# Are Salamanders any stronger than other Astartes?



## venomlust (Feb 9, 2010)

I haven't read any of the HH books with Salamanders/Vulkan as characters, but Vulkan has a reputation for super strength. Is this trait part of the Salamanders gene-seed as well?

Couldn't find anything in the wiki to suggest they are, but I'm trying to come up with some fluff for a homebrew chapter and I figured I'd ask.


----------



## Malus Darkblade (Jan 8, 2010)

No










But in all seriousness, they were stated as having the strongest Primarch until GW decided to make Manus a contender as well.


----------



## Stig'sPrimarchCousin (Sep 29, 2011)

Well if the 'Salamanders are SLIGHTLY slower on average than other chapters' idea is being used then yes, I'd say they should receive a slight boost in strength. Another point to consider is that if an attacking force were to make planetfall they would find it more exhausting fighting under the higher gravity whereas the Salamanders would be used to it.


----------



## Brobaddon (Jul 14, 2012)

From what I recall, It was Manus who held the title of the strongest Primarch in terms of pure strength, followed by Vulkan. Or there were the same. But I don't think there was any specific mention of salamanders being stronger then other chapters. Sure there are individuals who are bigger and stronger, but these are present in almost every single chapter. 

I'm not sure about strength, but it was said that every Grey knight is as strong as 2-3 normal space marines when it comes to combat ability. Then there are Custodes who are bigger and stronger then sm, but they aren't SM themselves, so. 

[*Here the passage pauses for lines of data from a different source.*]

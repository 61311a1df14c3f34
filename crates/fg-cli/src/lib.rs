//! CLI logic for the `fg` tool.
//!
//! Every command loads or creates a [`DiagramEditor`], drives it the way the
//! browser would, and writes the exported JSON back to disk.

pub mod error;

mod args;

pub use args::{Args, Command};
pub use error::CliError;

use fg_ai::{DiagramGenerator, GeminiClient, GeminiConfig};
use fg_core::lint::{LintSeverity, lint_document};
use fg_core::model::Document;
use fg_core::viewport::Point;
use fg_editor::{DiagramEditor, DropPayload, EditorEvent};
use log::{error, info};
use std::fs;
use std::path::Path;

/// Run one command.
pub async fn run(args: &Args) -> Result<(), CliError> {
    match &args.command {
        Command::New { output } => {
            let editor = DiagramEditor::new();
            save(&editor, output)
        }
        Command::Generate {
            prompt,
            input,
            output,
            api_key,
        } => {
            let mut editor = match input {
                Some(path) => load(path)?,
                None => DiagramEditor::new(),
            };
            let mut config = GeminiConfig::from_env();
            if let Some(key) = api_key {
                config = config.with_api_key(key.clone());
            }
            let generator = DiagramGenerator::new(GeminiClient::new(config)?);

            match editor.generate(&generator, prompt).await {
                Ok(true) => save(&editor, output),
                Ok(false) => Err(CliError::EmptyPrompt),
                Err(err) => {
                    report_alerts(&mut editor);
                    Err(err.into())
                }
            }
        }
        Command::Lint { file } => lint(file),
        Command::Place {
            file,
            kind,
            label,
            x,
            y,
            output,
        } => {
            let mut editor = load(file)?;
            let placed = editor.handle_drop_at(
                &DropPayload::new(kind.as_str(), label.as_str()),
                Point::new(*x, *y),
                Some(Point::default()),
            );
            if !placed {
                return Err(CliError::NothingPlaced);
            }
            save(&editor, output.as_deref().unwrap_or(file.as_path()))
        }
    }
}

fn load(path: &Path) -> Result<DiagramEditor, CliError> {
    let text = fs::read_to_string(path).map_err(|source| CliError::Read {
        path: path.to_path_buf(),
        source,
    })?;
    let mut editor = DiagramEditor::with_document(Document::empty());
    editor.import_json(&text).map_err(|source| CliError::Load {
        path: path.to_path_buf(),
        source,
    })?;
    Ok(editor)
}

fn save(editor: &DiagramEditor, path: &Path) -> Result<(), CliError> {
    let json = editor.export_json()?;
    fs::write(path, json).map_err(|source| CliError::Write {
        path: path.to_path_buf(),
        source,
    })?;
    info!(
        "wrote {} nodes and {} edges to {}",
        editor.document().nodes.len(),
        editor.document().edges.len(),
        path.display()
    );
    Ok(())
}

fn lint(path: &Path) -> Result<(), CliError> {
    let editor = load(path)?;
    let diagnostics = lint_document(editor.document());
    let mut warnings = 0;
    for diag in &diagnostics {
        let level = match diag.severity {
            LintSeverity::Warning => {
                warnings += 1;
                "warning"
            }
            LintSeverity::Info => "info",
        };
        println!(
            "{}: {level} [{}] {}: {}",
            path.display(),
            diag.rule,
            diag.id,
            diag.message
        );
    }
    if warnings > 0 {
        return Err(CliError::Lint(warnings));
    }
    info!("{}: no problems found", path.display());
    Ok(())
}

fn report_alerts(editor: &mut DiagramEditor) {
    for event in editor.take_events() {
        if let EditorEvent::Alert(alert) = event {
            error!("{}", alert.message);
        }
    }
}
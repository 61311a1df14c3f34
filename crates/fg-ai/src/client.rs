//! Native Gemini client over reqwest.

use crate::config::GeminiConfig;
use crate::error::ServiceError;
use crate::gemini::{GenerateContentRequest, GenerateContentResponse};
use crate::service::GenerativeService;
use async_trait::async_trait;

pub struct GeminiClient {
    http: reqwest::Client,
    config: GeminiConfig,
}

impl GeminiClient {
    pub fn new(config: GeminiConfig) -> Result<Self, ServiceError> {
        let http = reqwest::Client::builder().timeout(config.timeout).build()?;
        Ok(Self { http, config })
    }

    pub fn from_env() -> Result<Self, ServiceError> {
        Self::new(GeminiConfig::from_env())
    }

    pub fn config(&self) -> &GeminiConfig {
        &self.config
    }
}

#[async_trait]
impl GenerativeService for GeminiClient {
    fn is_configured(&self) -> bool {
        self.config.has_credential()
    }

    async fn complete(
        &self,
        prompt: &str,
        system_instruction: &str,
    ) -> Result<Option<String>, ServiceError> {
        let key = self
            .config
            .api_key
            .as_deref()
            .ok_or(ServiceError::Unauthenticated)?;
        let url = self.config.generate_url();
        log::debug!("POST {url} (model {})", self.config.model);

        let response = self
            .http
            .post(&url)
            .header("x-goog-api-key", key)
            .json(&GenerateContentRequest::new(prompt, system_instruction))
            .send()
            .await?;

        let status = response.status();
        if !status.is_success() {
            let body = response.text().await.unwrap_or_default();
            log::warn!("generative service answered {status}");
            return Err(ServiceError::Status {
                status: status.as_u16(),
                body,
            });
        }

        let body: GenerateContentResponse = response.json().await?;
        Ok(body.text())
    }
}
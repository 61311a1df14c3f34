//! `fg` entry point.

use std::{process, str::FromStr};

use clap::Parser;
use log::{LevelFilter, error};

use fg_cli::Args;

#[tokio::main]
async fn main() {
    let args = Args::parse();

    let log_level = LevelFilter::from_str(&args.log_level).unwrap_or_else(|_| {
        eprintln!(
            "Invalid log level: {}. Using 'warn' instead.",
            args.log_level
        );
        LevelFilter::Warn
    });

    env_logger::Builder::from_env(env_logger::Env::default())
        .filter_level(log_level)
        .init();

    if let Err(err) = fg_cli::run(&args).await {
        error!("{err}");
        process::exit(1);
    }
}
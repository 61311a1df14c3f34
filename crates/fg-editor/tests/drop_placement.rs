//! Integration tests: palette drops through the editor (fg-editor).
//!
//! Covers coordinate mapping under pan and zoom, id uniqueness when the
//! clock does not move, and the silent handling of unresolvable drops.

use fg_core::model::NodeKind;
use fg_core::palette::palette;
use fg_core::viewport::{Point, ViewTransform, Viewport};
use fg_editor::{DiagramEditor, DropPayload, EditorConfig, EditorEvent};
use pretty_assertions::assert_eq;
use std::collections::HashSet;

const FROZEN_MS: u64 = 1_700_000_000_000;

fn frozen_editor() -> DiagramEditor {
    DiagramEditor::new().with_clock(|| FROZEN_MS)
}

// ─── Coordinates ─────────────────────────────────────────────────────────

#[test]
fn decision_drop_under_pan_and_zoom() {
    let mut editor = frozen_editor();
    let transform = ViewTransform::new(
        Point::new(100.0, 50.0),
        Viewport {
            x: 20.0,
            y: -30.0,
            zoom: 2.0,
        },
    );

    assert!(editor.handle_drop(
        &DropPayload::new("decision", "Decision?"),
        Point::new(320.0, 180.0),
        Some(&transform),
    ));

    let node = editor.document().nodes.last().unwrap();
    assert_eq!(node.kind, NodeKind::Decision);
    assert_eq!(node.position, Point::new(100.0, 80.0));
    assert_eq!(node.data.label, "Decision?");
    assert!(node.data.attributes.is_none());
    assert!(node.style.is_none());
}

#[test]
fn drop_at_uses_document_viewport_and_snap_grid() {
    let mut editor = frozen_editor().with_config(EditorConfig {
        snap_grid: Some((15.0, 15.0)),
        ..EditorConfig::default()
    });
    editor.set_viewport(Viewport {
        x: 0.0,
        y: 0.0,
        zoom: 1.0,
    });

    assert!(editor.handle_drop_at(
        &DropPayload::new("default", "Process"),
        Point::new(107.0, 52.0),
        Some(Point::new(0.0, 0.0)),
    ));
    let node = editor.document().nodes.last().unwrap();
    assert_eq!(node.position, Point::new(105.0, 45.0));
}

// ─── Identity ────────────────────────────────────────────────────────────

#[test]
fn many_drops_in_one_millisecond_get_distinct_ids() {
    let mut editor = frozen_editor();
    let t = ViewTransform::default();
    for item in palette().iter().cycle().take(60) {
        let payload = DropPayload::from(item);
        assert!(editor.handle_drop(&payload, Point::new(10.0, 10.0), Some(&t)));
    }

    let ids: HashSet<_> = editor.document().nodes.iter().map(|n| n.id).collect();
    assert_eq!(ids.len(), editor.document().nodes.len());
    assert_eq!(editor.document().nodes.len(), 61);
}

#[test]
fn class_drop_carries_sample_members() {
    let mut editor = frozen_editor();
    let t = ViewTransform::default();
    assert!(editor.handle_drop(
        &DropPayload::new("umlClass", "ClassName"),
        Point::new(0.0, 0.0),
        Some(&t),
    ));

    let node = editor.document().nodes.last().unwrap();
    let attributes: Vec<&str> = node
        .data
        .attributes
        .iter()
        .flatten()
        .map(String::as_str)
        .collect();
    let methods: Vec<&str> = node
        .data
        .methods
        .iter()
        .flatten()
        .map(String::as_str)
        .collect();
    assert_eq!(attributes, vec!["+ id: int", "+ name: string"]);
    assert_eq!(methods, vec!["+ save(): void", "+ update(): boolean"]);
}

// ─── Ignored drops ───────────────────────────────────────────────────────

#[test]
fn unresolvable_drops_change_nothing() {
    let mut editor = frozen_editor();
    let _ = editor.take_events();
    let rev = editor.revision();
    let t = ViewTransform::default();

    let process = DropPayload::new("default", "Process");
    let start = DropPayload::new("input", "Start");
    assert!(!editor.handle_drop(&process, Point::default(), None));
    assert!(!editor.handle_drop(&DropPayload::default(), Point::default(), Some(&t)));
    assert!(!editor.handle_drop_at(&start, Point::default(), None));

    assert_eq!(editor.revision(), rev);
    assert_eq!(editor.document().nodes.len(), 1);
    assert!(editor.take_events().is_empty());
}

#[test]
fn drop_requests_a_render() {
    let mut editor = frozen_editor();
    let _ = editor.take_events();
    let t = ViewTransform::default();
    let end = DropPayload::new("output", "End");
    editor.handle_drop(&end, Point::default(), Some(&t));
    assert_eq!(editor.take_events(), vec![EditorEvent::Render]);
}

I'd include World Eaters perhaps. A Sm in frenzied rage is likely to be several times stronger then a normal one. Not to mention that they were described as towering giants even for astartes. ( Tales of heresy I think ).


----------



## hailene (Aug 28, 2009)

I don't recall the Salamanders being particularly stronger.

It has been noted they have higher pain tolerances and are correspondingly tougher in battle (with the reduction in reaction time).


----------



## Brother Lucian (Apr 22, 2011)

After all the sallies loves to poke themselves with red hot brands.


----------



## Varakir (Sep 2, 2009)

Sallies are usually referred to as being more hardy/tough/enduring, or having more stamina than other chapters, as well as being slightly slower.


----------



## venomlust (Feb 9, 2010)

Well, if not strength then their resilience could lend itself well to the fluff. I'm thinking of naming the chapter the "Sons of Atlas" or "Scions of Atlas" or something "of Atlas." Descending from the Salamanders sounds like it would work just fine. 

Thanks guys.

Also, this is REALLY COOL!



Malus Darkblade said:


>


----------



## theurge33 (Apr 4, 2012)

Pg.386 of Vulkan Lives: "Let me tell you a secret brother. Of all of us, father made me the strongest. Physically, I have no equal amongst my siblings. In the sparring cages, I used to hold back...especially against you , Konrad." This does not mean its complete fact and like others have said, Ferrus is typically noted of being right up there, but it is a source. I have no idea if it translates to the marines.


----------



## Straken's_Fist (Aug 15, 2012)

http://warhammer40k.wikia.com/wiki/Vulkan

"Over the span of several months, the Night Haunter took sadistic pleasure in attempting to break both Vulkan's body and mind, or kill him outright. But the task proved impossible, as every time Curze thought he had succeeded in killing his brother, Vulkan's body would miraculously regenerate to its former healthy state. 
Vulkan had been revealed to be a "Perpetual", a being who was capable of continuous cellular regeneration and therefore was effectively immortal, much like their father, the Emperor of Mankind. 
Enraged, Curze took it upon himself to kill Vulkan as many times as was necessary to permanently rid himself of his intolerable presence. The Night Haunter personally beheaded the Salamanders' Primarch, ripped out his throat with a piece of cutlery, stabbed him through the chest and virtually tore him limb from limb with his own wicked claws. When these attempts failed to kill Vulkan, Curze had him eviscerated, shot at close-range by hundreds of Bolters, put into a ventilation shaft of a starship's engine and even stripped naked and thrown out of an airlock into the airless void of space. But the Night Haunter's efforts proved all for naught..."

So yeah. Vulkan gets my vote for most hardcore Primarch.


----------



## venomlust (Feb 9, 2010)

So, in theory, he's still alive? Just read the whole "he'll come back when they're worthy" thing.


----------



## MontytheMighty (Jul 21, 2009)

Where are the Sallies mentioned to be slightly slower?


----------



## hailene (Aug 28, 2009)

MontytheMighty said:


> Where are the Sallies mentioned to be slightly slower?


Index Astartes IV:

"The reflexes of Salamanders space Marines are not as fast as those of Other Chapters..."

On a side note, the FW book _Massacre_ mentions that the Salamanders are both stronger AND tougher than the average Space Marine.


----------



## MontytheMighty (Jul 21, 2009)

hailene said:


> Index Astartes IV:
> 
> "The reflexes of Salamanders space Marines are not as fast as those of Other Chapters..."
> 
> On a side note, the FW book _Massacre_ mentions that the Salamanders are both stronger AND tougher than the average Space Marine.


Good...sounds like a pretty good trade-off as it suits their style of war


----------